Perhatikan bagaimana setiap kendaraan diangkat satu atau dua inci di atas permukaan jalan yang berbatu, dengan lapisan plastik hitam yang mengelilingi lubang roda yang mengunci.

Apakah Volvo XC atau Mazda CX-3 Anda bisa bertahan di atas Yukon atau tidak, itu tidak relevan. Mereka sangat jelek dan terlihat seperti mobil yang tangguh.

Updated Volvo XC40 Recharge

Dengan F-Type yang sudah tidak diproduksi lagi, hanya Ferrari Roma dan Aston Martin yang masih menjadi mobil mewah yang aspiratif.

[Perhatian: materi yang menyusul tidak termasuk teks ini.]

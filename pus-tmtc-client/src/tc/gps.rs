//! Mode and housekeeping tests of the GPS devices.
use super::service200::{pack_mode_data, MODE_OFF, MODE_ON};
use super::TcPacker;
use crate::config::{object_ids, sids};
use pus_tmtc::ecss::PusError;

pub fn gps_name(object_id: u32) -> &'static str {
    match object_id {
        object_ids::GPS0 => "GPS0",
        object_ids::GPS1 => "GPS1",
        _ => "unknown",
    }
}

pub fn pack_gps_test_into(packer: &mut TcPacker, object_id: u32) -> Result<(), PusError> {
    let name = gps_name(object_id);
    let sid = match object_id {
        object_ids::GPS0 => Some((sids::GPS0, 13)),
        object_ids::GPS1 => Some((sids::GPS1, 14)),
        _ => None,
    };
    packer.print(format!("Testing {name} Device"));
    packer.print(format!("Testing {name}: Set Off"));
    packer.tc(200, 1, 11, &pack_mode_data(object_id, MODE_OFF, 0))?;
    packer.print(format!("Testing {name}: Set On"));
    packer.tc(200, 1, 12, &pack_mode_data(object_id, MODE_ON, 0))?;
    if let Some((sid, ssc)) = sid {
        packer.print(format!("Testing {name}: Enable HK Reporting"));
        packer.tc(3, 5, ssc, &sid.to_be_bytes())?;
    }
    // Wait until the device is on and a few GPS replies were received.
    packer.wait_secs(5);
    packer.print(format!("Testing Service 3: Disable {name} definition"));
    let sid_raw = sid.map(|(sid, _)| sid).unwrap_or_default().to_be_bytes();
    packer.tc(3, 6, 15, &sid_raw)?;
    packer.print(format!("Testing {name}: Set Off"));
    packer.tc(200, 1, 13, &pack_mode_data(object_id, MODE_OFF, 0))?;
    packer.export(&format!("tmtc_log_service_{name}.txt"));
    Ok(())
}
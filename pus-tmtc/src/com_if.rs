//! Transport abstraction consumed by the listener and the sender/receiver family.
use crate::config::LOCK_TIMEOUT;
use crate::ecss::PusError;
use crate::tc::TcInfo;
use crate::tm::PusTmReader;
use std::io;
use std::sync::{Arc, Mutex, MutexGuard, PoisonError, TryLockError};
use std::time::{Duration, Instant};

/// Packets received in one poll of the communication interface.
pub type TmPacketList = Vec<PusTmReader>;

#[derive(Debug, thiserror::Error)]
pub enum ComIfError {
    #[error("io error: {0}")]
    Io(#[from] io::Error),
    #[error("PUS error: {0}")]
    Pus(#[from] PusError),
    #[error("communication interface is closed")]
    Closed,
}

/// Capability contract for the transports (serial, UDP, loopback).
///
/// All calls are synchronous. [CommunicationInterface::poll_interface] and
/// [CommunicationInterface::data_available] must not block for longer than the passed
/// timeout. A zero timeout means a non-blocking check.
pub trait CommunicationInterface: Send {
    fn send_telecommand(&mut self, tc_raw: &[u8], tc_info: &TcInfo) -> Result<(), ComIfError>;

    fn send_data(&mut self, data: &[u8]) -> Result<(), ComIfError>;

    /// Returns whether anything was received and all packets which are currently available.
    fn poll_interface(&mut self, timeout: Duration) -> Result<(bool, TmPacketList), ComIfError>;

    fn receive_telemetry(&mut self) -> Result<TmPacketList, ComIfError> {
        let (_, packets) = self.poll_interface(Duration::ZERO)?;
        Ok(packets)
    }

    fn data_available(&mut self, timeout: Duration) -> Result<bool, ComIfError>;

    fn close(&mut self) -> Result<(), ComIfError>;
}

/// The communication interface is shared between the listener thread and the sender.
pub type SharedComInterface = Arc<Mutex<Box<dyn CommunicationInterface>>>;

pub fn shared_com_interface(com_if: impl CommunicationInterface + 'static) -> SharedComInterface {
    let boxed: Box<dyn CommunicationInterface> = Box::new(com_if);
    Arc::new(Mutex::new(boxed))
}

/// Acquire a lock with a bounded wait. If the lock can not be acquired within
/// [LOCK_TIMEOUT], an error is logged and the call blocks until the lock is free.
/// A poisoned lock is recovered because the guarded data stays consistent between calls.
pub fn lock_bounded<'a, T: ?Sized>(mutex: &'a Mutex<T>, name: &str) -> MutexGuard<'a, T> {
    let start = Instant::now();
    loop {
        match mutex.try_lock() {
            Ok(guard) => return guard,
            Err(TryLockError::Poisoned(poisoned)) => {
                log::warn!("{name} lock was poisoned, recovering");
                return poisoned.into_inner();
            }
            Err(TryLockError::WouldBlock) => {
                if start.elapsed() >= LOCK_TIMEOUT {
                    log::error!(
                        "blocked on {name} lock acquisition for longer than {LOCK_TIMEOUT:?}"
                    );
                    return mutex.lock().unwrap_or_else(PoisonError::into_inner);
                }
                std::thread::sleep(Duration::from_millis(1));
            }
        }
    }
}

#[cfg(test)]
mod tests {
    use super::*;
    use std::thread;

    #[test]
    fn test_lock_bounded_waits_for_holder() {
        let shared = Arc::new(Mutex::new(0_u32));
        let shared_clone = shared.clone();
        let guard = lock_bounded(&shared, "test");
        let jh = thread::spawn(move || {
            *lock_bounded(&shared_clone, "test") += 1;
        });
        thread::sleep(Duration::from_millis(20));
        drop(guard);
        jh.join().unwrap();
        assert_eq!(*lock_bounded(&shared, "test"), 1);
    }

    #[test]
    fn test_lock_bounded_poisoned() {
        let shared = Arc::new(Mutex::new(5_u32));
        let shared_clone = shared.clone();
        let _ = thread::spawn(move || {
            let _guard = shared_clone.lock().unwrap();
            panic!("poison the lock");
        })
        .join();
        assert!(shared.is_poisoned());
        assert_eq!(*lock_bounded(&shared, "test"), 5);
    }
}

Namun, mereka yang sangat kaya (dan sangat miskin) lebih cenderung memilih SUV off-road yang berdekatan dengan merek mana pun daripada mobil dengan dua tempat duduk.

Dibalut dengan warna Carpathian Grey di atas kulit Ebony, F-Type ini merupakan setelan Savile Row Bond di atas roda, yang terakhir dari jenisnya. Berpotongan rendah, panjang, berotot, tampan, dan membanggakan.

Mungkin hal tentang Bond adalah metafora hafalan lain untuk mobil-tetapi sangat tepat karena film terakhir berakhir dengan Daniel Craig, 51 tahun, ditembak jatuh dari orbit.

Kita telah memasuki fase pasca-kecantikan. Atau mungkin generasi baru telah mendefinisikan ulang kecantikan, dan saya adalah orang bodoh terakhir di lantai dansa saat lampu padam. Yang saya tahu, jauhkan ban Anda yang menonjol dari fender saya yang dipahat dengan indah, terima kasih.